* [TASK TO COMPLETE]
Reproduce each line of the listing exactly.

* [THE DATA]
+ + + +

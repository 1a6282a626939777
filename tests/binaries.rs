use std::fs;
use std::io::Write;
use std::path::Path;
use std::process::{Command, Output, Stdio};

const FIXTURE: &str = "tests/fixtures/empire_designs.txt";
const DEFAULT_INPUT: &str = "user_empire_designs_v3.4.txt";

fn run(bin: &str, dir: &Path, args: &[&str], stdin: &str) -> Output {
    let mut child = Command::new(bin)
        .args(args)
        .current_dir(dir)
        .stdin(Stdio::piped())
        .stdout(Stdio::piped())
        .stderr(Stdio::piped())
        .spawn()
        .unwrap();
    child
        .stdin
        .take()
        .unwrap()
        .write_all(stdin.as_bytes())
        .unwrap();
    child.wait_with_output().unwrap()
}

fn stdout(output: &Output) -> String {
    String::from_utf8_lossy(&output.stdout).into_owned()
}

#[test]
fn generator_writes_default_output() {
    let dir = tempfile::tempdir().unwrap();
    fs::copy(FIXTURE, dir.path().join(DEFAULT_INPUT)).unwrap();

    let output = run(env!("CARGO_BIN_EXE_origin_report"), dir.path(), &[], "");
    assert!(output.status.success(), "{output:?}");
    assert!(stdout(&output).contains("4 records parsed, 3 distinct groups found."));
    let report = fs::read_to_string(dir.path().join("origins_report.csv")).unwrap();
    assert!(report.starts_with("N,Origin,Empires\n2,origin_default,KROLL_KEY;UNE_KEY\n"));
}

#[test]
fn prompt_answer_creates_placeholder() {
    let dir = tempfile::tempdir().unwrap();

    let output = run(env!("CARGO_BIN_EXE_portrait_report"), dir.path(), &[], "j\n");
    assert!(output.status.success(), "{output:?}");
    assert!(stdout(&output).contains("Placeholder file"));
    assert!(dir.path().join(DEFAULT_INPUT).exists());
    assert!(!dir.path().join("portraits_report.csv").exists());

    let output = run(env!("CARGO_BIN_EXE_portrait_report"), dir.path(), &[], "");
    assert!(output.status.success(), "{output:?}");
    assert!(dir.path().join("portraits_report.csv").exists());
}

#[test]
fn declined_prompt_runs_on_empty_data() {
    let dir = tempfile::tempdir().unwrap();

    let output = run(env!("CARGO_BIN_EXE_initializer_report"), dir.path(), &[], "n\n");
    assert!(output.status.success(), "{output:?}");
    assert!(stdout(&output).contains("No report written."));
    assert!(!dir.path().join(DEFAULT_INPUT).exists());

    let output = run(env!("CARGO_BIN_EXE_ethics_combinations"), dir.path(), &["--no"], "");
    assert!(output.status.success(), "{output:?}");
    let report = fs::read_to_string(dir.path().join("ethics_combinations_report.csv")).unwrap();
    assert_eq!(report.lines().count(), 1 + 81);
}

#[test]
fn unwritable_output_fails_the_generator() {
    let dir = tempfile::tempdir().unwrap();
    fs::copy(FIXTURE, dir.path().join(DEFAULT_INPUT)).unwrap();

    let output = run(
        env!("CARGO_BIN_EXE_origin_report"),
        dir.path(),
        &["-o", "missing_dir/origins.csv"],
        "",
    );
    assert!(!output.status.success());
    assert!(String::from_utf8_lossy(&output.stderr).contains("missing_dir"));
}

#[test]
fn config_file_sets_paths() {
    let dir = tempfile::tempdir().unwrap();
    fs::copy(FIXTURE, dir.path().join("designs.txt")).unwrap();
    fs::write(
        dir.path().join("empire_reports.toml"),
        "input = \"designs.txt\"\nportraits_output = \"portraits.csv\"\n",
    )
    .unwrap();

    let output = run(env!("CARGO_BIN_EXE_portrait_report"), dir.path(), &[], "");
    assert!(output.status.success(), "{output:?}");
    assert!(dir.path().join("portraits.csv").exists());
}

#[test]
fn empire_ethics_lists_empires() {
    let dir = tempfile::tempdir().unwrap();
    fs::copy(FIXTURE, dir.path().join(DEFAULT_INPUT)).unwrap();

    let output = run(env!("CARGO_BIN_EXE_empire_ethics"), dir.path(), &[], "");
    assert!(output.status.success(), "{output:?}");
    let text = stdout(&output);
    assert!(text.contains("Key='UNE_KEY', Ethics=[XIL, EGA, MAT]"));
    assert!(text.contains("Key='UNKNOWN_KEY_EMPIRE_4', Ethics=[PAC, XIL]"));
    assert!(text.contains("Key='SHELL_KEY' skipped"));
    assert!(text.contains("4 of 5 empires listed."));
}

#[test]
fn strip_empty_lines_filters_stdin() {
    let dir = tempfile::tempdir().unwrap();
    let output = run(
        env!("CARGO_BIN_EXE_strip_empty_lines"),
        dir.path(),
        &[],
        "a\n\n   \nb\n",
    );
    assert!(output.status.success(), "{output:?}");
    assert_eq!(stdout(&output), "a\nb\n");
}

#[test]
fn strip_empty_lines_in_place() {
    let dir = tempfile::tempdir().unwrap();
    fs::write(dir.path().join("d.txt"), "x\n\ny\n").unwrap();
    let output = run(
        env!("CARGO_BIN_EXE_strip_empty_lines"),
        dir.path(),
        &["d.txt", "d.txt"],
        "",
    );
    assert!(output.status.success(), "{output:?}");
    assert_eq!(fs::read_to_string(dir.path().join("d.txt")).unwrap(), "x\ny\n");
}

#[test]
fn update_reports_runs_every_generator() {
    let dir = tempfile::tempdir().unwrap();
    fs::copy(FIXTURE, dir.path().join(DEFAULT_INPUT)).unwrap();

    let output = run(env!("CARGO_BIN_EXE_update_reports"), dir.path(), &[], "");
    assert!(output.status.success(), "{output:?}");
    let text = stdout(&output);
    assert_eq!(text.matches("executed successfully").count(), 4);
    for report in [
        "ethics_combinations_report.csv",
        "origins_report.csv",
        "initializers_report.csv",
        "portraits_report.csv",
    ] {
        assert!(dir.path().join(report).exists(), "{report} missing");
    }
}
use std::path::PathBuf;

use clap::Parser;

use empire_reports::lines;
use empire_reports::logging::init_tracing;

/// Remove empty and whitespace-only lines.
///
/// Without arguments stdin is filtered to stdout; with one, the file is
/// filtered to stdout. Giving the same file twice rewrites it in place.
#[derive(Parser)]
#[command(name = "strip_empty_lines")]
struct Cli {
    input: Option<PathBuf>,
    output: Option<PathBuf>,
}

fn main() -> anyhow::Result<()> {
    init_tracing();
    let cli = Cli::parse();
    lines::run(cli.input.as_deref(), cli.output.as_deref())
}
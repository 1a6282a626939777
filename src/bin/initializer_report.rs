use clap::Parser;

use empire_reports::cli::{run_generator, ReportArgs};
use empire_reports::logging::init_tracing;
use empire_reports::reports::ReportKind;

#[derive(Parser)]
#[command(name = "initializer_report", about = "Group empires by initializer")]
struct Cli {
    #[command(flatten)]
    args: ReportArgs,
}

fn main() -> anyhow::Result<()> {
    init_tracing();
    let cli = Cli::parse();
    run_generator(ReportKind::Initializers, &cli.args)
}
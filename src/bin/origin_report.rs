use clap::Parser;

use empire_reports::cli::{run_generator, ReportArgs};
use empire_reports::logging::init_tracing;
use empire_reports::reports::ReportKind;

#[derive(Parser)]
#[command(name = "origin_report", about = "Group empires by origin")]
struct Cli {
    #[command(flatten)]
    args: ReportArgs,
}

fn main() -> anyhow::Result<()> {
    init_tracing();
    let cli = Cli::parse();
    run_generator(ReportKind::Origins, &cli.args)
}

+ + + +

* [RESPONSE TO THIS EXERCISE]
repository 1a6282a626939777
filename tests/binaries.rs
use std::fs;
use std::io::Write;
use std::path::Path;
use std::process::{Command, Output, Stdio};

const FIXTURE: &str = "tests/fixtures/empire_designs.txt";
const DEFAULT_INPUT: &str = "user_empire_designs_v3.4.txt";

fn run(bin: &str, dir: &Path, args: &[&str], stdin: &str) -> Output {
    let mut child = Command::new(bin)
        .args(args)
        .current_dir(dir)
        .stdin(Stdio::piped())
        .stdout(Stdio::piped())
        .stderr(Stdio::piped())
        .spawn()
        .unwrap();
    child
        .stdin
        .take()
        .unwrap()
        .write_all(stdin.as_bytes())
        .unwrap();
    child.wait_with_output().unwrap()
}

fn stdout(output: &Output) -> String {
    String::from_utf8_lossy(&output.stdout).into_owned()
}

#[test]
fn generator_writes_default_output() {
    let dir = tempfile::tempdir().unwrap();
    fs::copy(FIXTURE, dir.path().join(DEFAULT_INPUT)).unwrap();

    let output = run(env!("CARGO_BIN_EXE_origin_report"), dir.path(), &[], "");
    assert!(output.status.success(), "{output:?}");
    assert!(stdout(&output).contains("4 records parsed, 3 distinct groups found."));
    let report = fs::read_to_string(dir.path().join("origins_report.csv")).unwrap();
    assert!(report.starts_with("N,Origin,Empires\n2,origin_default,KROLL_KEY;UNE_KEY\n"));
}

#[test]
fn prompt_answer_creates_placeholder() {
    let dir = tempfile::tempdir().unwrap();

    let output = run(env!("CARGO_BIN_EXE_portrait_report"), dir.path(), &[], "j\n");
    assert!(output.status.success(), "{output:?}");
    assert!(stdout(&output).contains("Placeholder file"));
    assert!(dir.path().join(DEFAULT_INPUT).exists());
    assert!(!dir.path().join("portraits_report.csv").exists());

    let output = run(env!("CARGO_BIN_EXE_portrait_report"), dir.path(), &[], "");
    assert!(output.status.success(), "{output:?}");
    assert!(dir.path().join("portraits_report.csv").exists());
}

#[test]
fn declined_prompt_runs_on_empty_data() {
    let dir = tempfile::tempdir().unwrap();

    let output = run(env!("CARGO_BIN_EXE_initializer_report"), dir.path(), &[], "n\n");
    assert!(output.status.success(), "{output:?}");
    assert!(stdout(&output).contains("No report written."));
    assert!(!dir.path().join(DEFAULT_INPUT).exists());

    let output = run(env!("CARGO_BIN_EXE_ethics_combinations"), dir.path(), &["--no"], "");
    assert!(output.status.success(), "{output:?}");
    let report = fs::read_to_string(dir.path().join("ethics_combinations_report.csv")).unwrap();
    assert_eq!(report.lines().count(), 1 + 81);
}

#[test]
fn unwritable_output_fails_the_generator() {
    let dir = tempfile::tempdir().unwrap();
    fs::copy(FIXTURE, dir.path().join(DEFAULT_INPUT)).unwrap();

    let output = run(
        env!("CARGO_BIN_EXE_origin_report"),
        dir.path(),
        &["-o", "missing_dir/origins.csv"],
        "",
    );
    assert!(!output.status.success());
    assert!(String::from_utf8_lossy(&output.stderr).contains("missing_dir"));
}

#[test]
fn config_file_sets_paths() {
    let dir = tempfile::tempdir().unwrap();
    fs::copy(FIXTURE, dir.path().join("designs.txt")).unwrap();
    fs::write(
        dir.path().join("empire_reports.toml"),
        "input = \"designs.txt\"\nportraits_output = \"portraits.csv\"\n",
    )
    .unwrap();

    let output = run(env!("CARGO_BIN_EXE_portrait_report"), dir.path(), &[], "");
    assert!(output.status.success(), "{output:?}");
    assert!(dir.path().join("portraits.csv").exists());
}

#[test]
fn empire_ethics_lists_empires() {
    let dir = tempfile::tempdir().unwrap();
    fs::copy(FIXTURE, dir.path().join(DEFAULT_INPUT)).unwrap();

    let output = run(env!("CARGO_BIN_EXE_empire_ethics"), dir.path(), &[], "");
    assert!(output.status.success(), "{output:?}");
    let text = stdout(&output);
    assert!(text.contains("Key='UNE_KEY', Ethics=[XIL, EGA, MAT]"));
    assert!(text.contains("Key='UNKNOWN_KEY_EMPIRE_4', Ethics=[PAC, XIL]"));
    assert!(text.contains("Key='SHELL_KEY' skipped"));
    assert!(text.contains("4 of 5 empires listed."));
}

#[test]
fn strip_empty_lines_filters_stdin() {
    let dir = tempfile::tempdir().unwrap();
    let output = run(
        env!("CARGO_BIN_EXE_strip_empty_lines"),
        dir.path(),
        &[],
        "a\n\n   \nb\n",
    );
    assert!(output.status.success(), "{output:?}");
    assert_eq!(stdout(&output), "a\nb\n");
}

#[test]
fn strip_empty_lines_in_place() {
    let dir = tempfile::tempdir().unwrap();
    fs::write(dir.path().join("d.txt"), "x\n\ny\n").unwrap();
    let output = run(
        env!("CARGO_BIN_EXE_strip_empty_lines"),
        dir.path(),
        &["d.txt", "d.txt"],
        "",
    );
    assert!(output.status.success(), "{output:?}");
    assert_eq!(fs::read_to_string(dir.path().join("d.txt")).unwrap(), "x\ny\n");
}

#[test]
fn update_reports_runs_every_generator() {
    let dir = tempfile::tempdir().unwrap();
    fs::copy(FIXTURE, dir.path().join(DEFAULT_INPUT)).unwrap();

    let output = run(env!("CARGO_BIN_EXE_update_reports"), dir.path(), &[], "");
    assert!(output.status.success(), "{output:?}");
    let text = stdout(&output);
    assert_eq!(text.matches("executed successfully").count(), 4);
    for report in [
        "ethics_combinations_report.csv",
        "origins_report.csv",
        "initializers_report.csv",
        "portraits_report.csv",
    ] {
        assert!(dir.path().join(report).exists(), "{report} missing");
    }
}
use std::path::PathBuf;

use clap::Parser;

use empire_reports::lines;
use empire_reports::logging::init_tracing;

/// Remove empty and whitespace-only lines.
///
/// Without arguments stdin is filtered to stdout; with one, the file is
/// filtered to stdout. Giving the same file twice rewrites it in place.
#[derive(Parser)]
#[command(name = "strip_empty_lines")]
struct Cli {
    input: Option<PathBuf>,
    output: Option<PathBuf>,
}

fn main() -> anyhow::Result<()> {
    init_tracing();
    let cli = Cli::parse();
    lines::run(cli.input.as_deref(), cli.output.as_deref())
}
repository 1a6282a626939777
filename src/bin/initializer_report.rs
use clap::Parser;

use empire_reports::cli::{run_generator, ReportArgs};
use empire_reports::logging::init_tracing;
use empire_reports::reports::ReportKind;

#[derive(Parser)]
#[command(name = "initializer_report", about = "Group empires by initializer")]
struct Cli {
    #[command(flatten)]
    args: ReportArgs,
}

fn main() -> anyhow::Result<()> {
    init_tracing();
    let cli = Cli::parse();
    run_generator(ReportKind::Initializers, &cli.args)
}
filename src/bin/origin_report.rs
use clap::Parser;

use empire_reports::cli::{run_generator, ReportArgs};
use empire_reports::logging::init_tracing;
use empire_reports::reports::ReportKind;

#[derive(Parser)]
#[command(name = "origin_report", about = "Group empires by origin")]
struct Cli {
    #[command(flatten)]
    args: ReportArgs,
}

fn main() -> anyhow::Result<()> {
    init_tracing();
    let cli = Cli::parse();
    run_generator(ReportKind::Origins, &cli.args)
}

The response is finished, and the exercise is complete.